WHAT NEEDS TO BE DONE —
Copy the lines below exactly. Start at the first and finish with the line containing "fn ssh_remote_re() ->".

(Stored data entries)

* * * * *

use crate::error::{BumpError, Result};
use regex::Regex;
use std::sync::OnceLock;

fn https_remote_re() -> &'static Regex {
    static RE: OnceLock<Regex> = OnceLock::new();
    RE.get_or_init(|| {
        Regex::new(r"^https://([^/]+)/(.+?)(?:\.git)?/?$").expect("valid https remote regex")
    })
}

fn ssh_remote_re() -> &'static Regex {
    static RE: OnceLock<Regex> = OnceLock::new();
    RE.get_or_init(|| {
        Regex::new(r"^[^@\s/]+@([^:/\s]+):(.+?)(?:\.git)?/?$").expect("valid ssh remote regex")
    })
}

/// Hosting server and project path taken from the origin remote URL
#[derive(Debug, Clone, PartialEq, Eq)]
pub struct RemoteEndpoint {
    pub host: String,
    pub project_path: String,
}

impl RemoteEndpoint {
    /// Parse `https://host/group/project(.git)` or `user@host:group/project(.git)`
    pub fn parse(remote_url: &str) -> Result<Self> {
        let url = remote_url.trim();
        let re = if url.starts_with("https://") {
            https_remote_re()
        } else {
            ssh_remote_re()
        };

        let captures = re
            .captures(url)
            .ok_or_else(|| BumpError::parse(format!("error parsing remote URL: {}", url)))?;

        Ok(RemoteEndpoint {
            host: captures[1].to_string(),
            project_path: captures[2].to_string(),
        })
    }
}
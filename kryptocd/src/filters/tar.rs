// SPDX-License-Identifier: AGPL-3.0-only

//! Archiving and listing: a [`super::compressor`]-adjacent pair of
//! [`ChildFilter`]s, each paired with a [`Worker`] that feeds or drains the
//! archiver's NUL/newline-delimited name stream over an internal [`Pipe`].

use {
    crate::{
        error::Error,
        io::{Pipe, Sink, Source},
        process::{ChildFilter, Worker},
    },
    log::warn,
};

fn argv_create(tar_executable: &str) -> Vec<String>
{
    vec![
        tar_executable.to_owned(),
        "--create".to_owned(),
        "--file=-".to_owned(),
        "--numeric-owner".to_owned(),
        "--no-recursion".to_owned(),
        "--files-from=-".to_owned(),
        "--null".to_owned(),
    ]
}

fn argv_list(tar_executable: &str) -> Vec<String>
{
    vec![tar_executable.to_owned(), "--list".to_owned(), "--file=-".to_owned()]
}

/// Creates a tar archive from a fixed list of absolute paths.
///
/// The archiver reads NUL-delimited names from stdin and writes the archive
/// to the caller's sink. A worker thread owns the internal [`Pipe`] feeding
/// those names: once every name has been written, it closes the pipe's sink,
/// which the archiver observes as EOF on its own stdin.
pub struct TarCreator
{
    filter: ChildFilter,
    worker: Worker<()>,
}

impl TarCreator
{
    /// Spawn the archiver and the name-feeding worker. `files` is copied so
    /// the archiver's lifetime does not depend on the caller's list
    /// surviving.
    pub fn new(
        tar_executable: &str,
        files:          &[String],
        sink:           &mut impl Sink,
    ) -> Result<Self, Error>
    {
        let mut list_pipe = Pipe::new()?;
        let filter = ChildFilter::new(tar_executable, &argv_create(tar_executable), &mut list_pipe, sink)?;

        let files: Vec<String> = files.to_vec();
        let worker = Worker::new();
        worker.start(move |_published| {
            for file in &files {
                if let Err(err) = write_all(&list_pipe, file.as_bytes()) {
                    warn!("tar creator: failed writing {file:?} to archiver stdin: {err}");
                    break;
                }
                if let Err(err) = write_all(&list_pipe, &[0]) {
                    warn!("tar creator: failed writing NUL separator: {err}");
                    break;
                }
            }
            let _ = list_pipe.close_sink();
        }).expect("freshly constructed worker is never already started");

        Ok(Self{filter, worker})
    }

    /// Nonblocking check: has the archiver already been reaped?
    pub fn is_running(&mut self) -> std::io::Result<bool>
    {
        self.filter.is_running()
    }

    /// Blocks until the archiver exits and the name-feeding worker has
    /// joined.
    pub fn wait(&mut self) -> std::io::Result<std::process::ExitStatus>
    {
        let status = self.filter.wait()?;
        self.worker.join();
        Ok(status)
    }

    /// True once the archiver has exited abnormally (signal or nonzero
    /// status).
    pub fn exited_abnormally(&mut self) -> std::io::Result<bool>
    {
        self.filter.exited_abnormally()
    }
}

/// Lists the members of a tar archive by name.
///
/// The archiver reads the archive from the caller's source and writes
/// newline-delimited entries to its own stdout; a worker thread reads that
/// stream, line by line, into an owned ordered sequence.
pub struct TarLister
{
    filter: ChildFilter,
    worker: Worker<Vec<String>>,
}

impl TarLister
{
    /// Spawn the archiver in list mode and the reading worker. `source`
    /// (the archive bytes) is handed to the archiver's stdin and closed
    /// here.
    pub fn new(tar_executable: &str, source: &mut impl Source) -> Result<Self, Error>
    {
        let mut list_pipe = Pipe::new()?;
        let filter = ChildFilter::new(tar_executable, &argv_list(tar_executable), source, &mut list_pipe)?;

        let worker = Worker::new();
        worker.start(move |published| {
            let mut files = Vec::new();
            let mut pending = Vec::new();
            let mut buf = [0u8; 1024];
            loop {
                match kryptocd_os::read(list_pipe.source_fd(), &mut buf) {
                    Ok(0) => break,
                    Ok(n) => {
                        for &byte in &buf[.. n] {
                            if byte == b'\n' {
                                files.push(String::from_utf8_lossy(&pending).into_owned());
                                pending.clear();
                            } else {
                                pending.push(byte);
                            }
                        }
                    },
                    Err(err) => {
                        warn!("tar lister: failed reading archiver stdout: {err}");
                        break;
                    },
                }
            }
            let _ = list_pipe.close_source();
            *published.lock().expect("worker mutex poisoned") = Some(files);
        }).expect("freshly constructed worker is never already started");

        Ok(Self{filter, worker})
    }

    /// Waits for the archiver and the reading worker to finish, then returns
    /// the accumulated file list.
    pub fn file_list(&mut self) -> std::io::Result<Vec<String>>
    {
        self.filter.wait()?;
        self.worker.join();
        Ok(self.worker.published().clone().unwrap_or_default())
    }

    /// True once the archiver has exited abnormally.
    pub fn exited_abnormally(&mut self) -> std::io::Result<bool>
    {
        self.filter.exited_abnormally()
    }
}

fn write_all(sink: &impl Sink, mut bytes: &[u8]) -> std::io::Result<()>
{
    while !bytes.is_empty() {
        let n = kryptocd_os::write(sink.sink_fd(), bytes)?;
        if n == 0 {
            return Err(std::io::Error::from(std::io::ErrorKind::WriteZero));
        }
        bytes = &bytes[n ..];
    }
    Ok(())
}

#[cfg(test)]
mod tests
{
    // TarCreator/TarLister spawn a real `tar` child process; exercising them
    // end-to-end belongs with the archive-pipeline integration tests in
    // `crate::archive`, which run against the real executable found on PATH.
}
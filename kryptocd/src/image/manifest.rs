// SPDX-License-Identifier: AGPL-3.0-only

//! The in-memory record of one committed image, and its on-disk encrypted
//! rendering.

use {
    crate::{
        error::{Error, PipeError},
        filters::Encryptor,
        io::{FileSink, Pipe, Sink},
    },
    std::path::Path,
};

/// Which files ended up in one committed image.
#[derive(Debug, Clone)]
pub struct Manifest
{
    /// The image id this manifest belongs to.
    pub image_id: String,

    /// The committed paths, in their original relative order.
    pub files: Vec<String>,
}

impl Manifest
{
    /// Encrypt the file list, one path per line, to `<directory>/<image_id>.gpg`.
    pub fn save_to_file(
        &self,
        encryptor_executable: &str,
        directory:            &Path,
        passphrase:           &str,
    ) -> Result<(), Error>
    {
        let path = directory.join(format!("{}.gpg", self.image_id));
        let mut output = FileSink::create_new(&path, 0o600)?;

        let mut contents_pipe = Pipe::new()?;
        let mut encryptor = Encryptor::new(
            encryptor_executable, passphrase, true, &mut contents_pipe, &mut output,
        )?;

        let mut body = String::new();
        for file in &self.files {
            body.push_str(file);
            body.push('\n');
        }
        write_all(&contents_pipe, body.as_bytes()).map_err(PipeError)?;
        contents_pipe.close_sink().ok();

        let status = encryptor.wait().map_err(PipeError)?;
        if !status.success() {
            let err = std::io::Error::new(std::io::ErrorKind::Other, "encryptor exited abnormally");
            return Err(PipeError(err).into());
        }
        Ok(())
    }
}

fn write_all(sink: &impl Sink, mut bytes: &[u8]) -> std::io::Result<()>
{
    while !bytes.is_empty() {
        let n = kryptocd_os::write(sink.sink_fd(), bytes)?;
        if n == 0 {
            return Err(std::io::Error::from(std::io::ErrorKind::WriteZero));
        }
        bytes = &bytes[n ..];
    }
    Ok(())
}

* * * * *

EXPECTED OUTPUT —
use crate::error::{BumpError, Result};
use regex::Regex;
use std::sync::OnceLock;

fn https_remote_re() -> &'static Regex {
    static RE: OnceLock<Regex> = OnceLock::new();
    RE.get_or_init(|| {
        Regex::new(r"^https://([^/]+)/(.+?)(?:\.git)?/?$").expect("valid https remote regex")
    })
}

fn ssh_remote_re() -> &'static Regex {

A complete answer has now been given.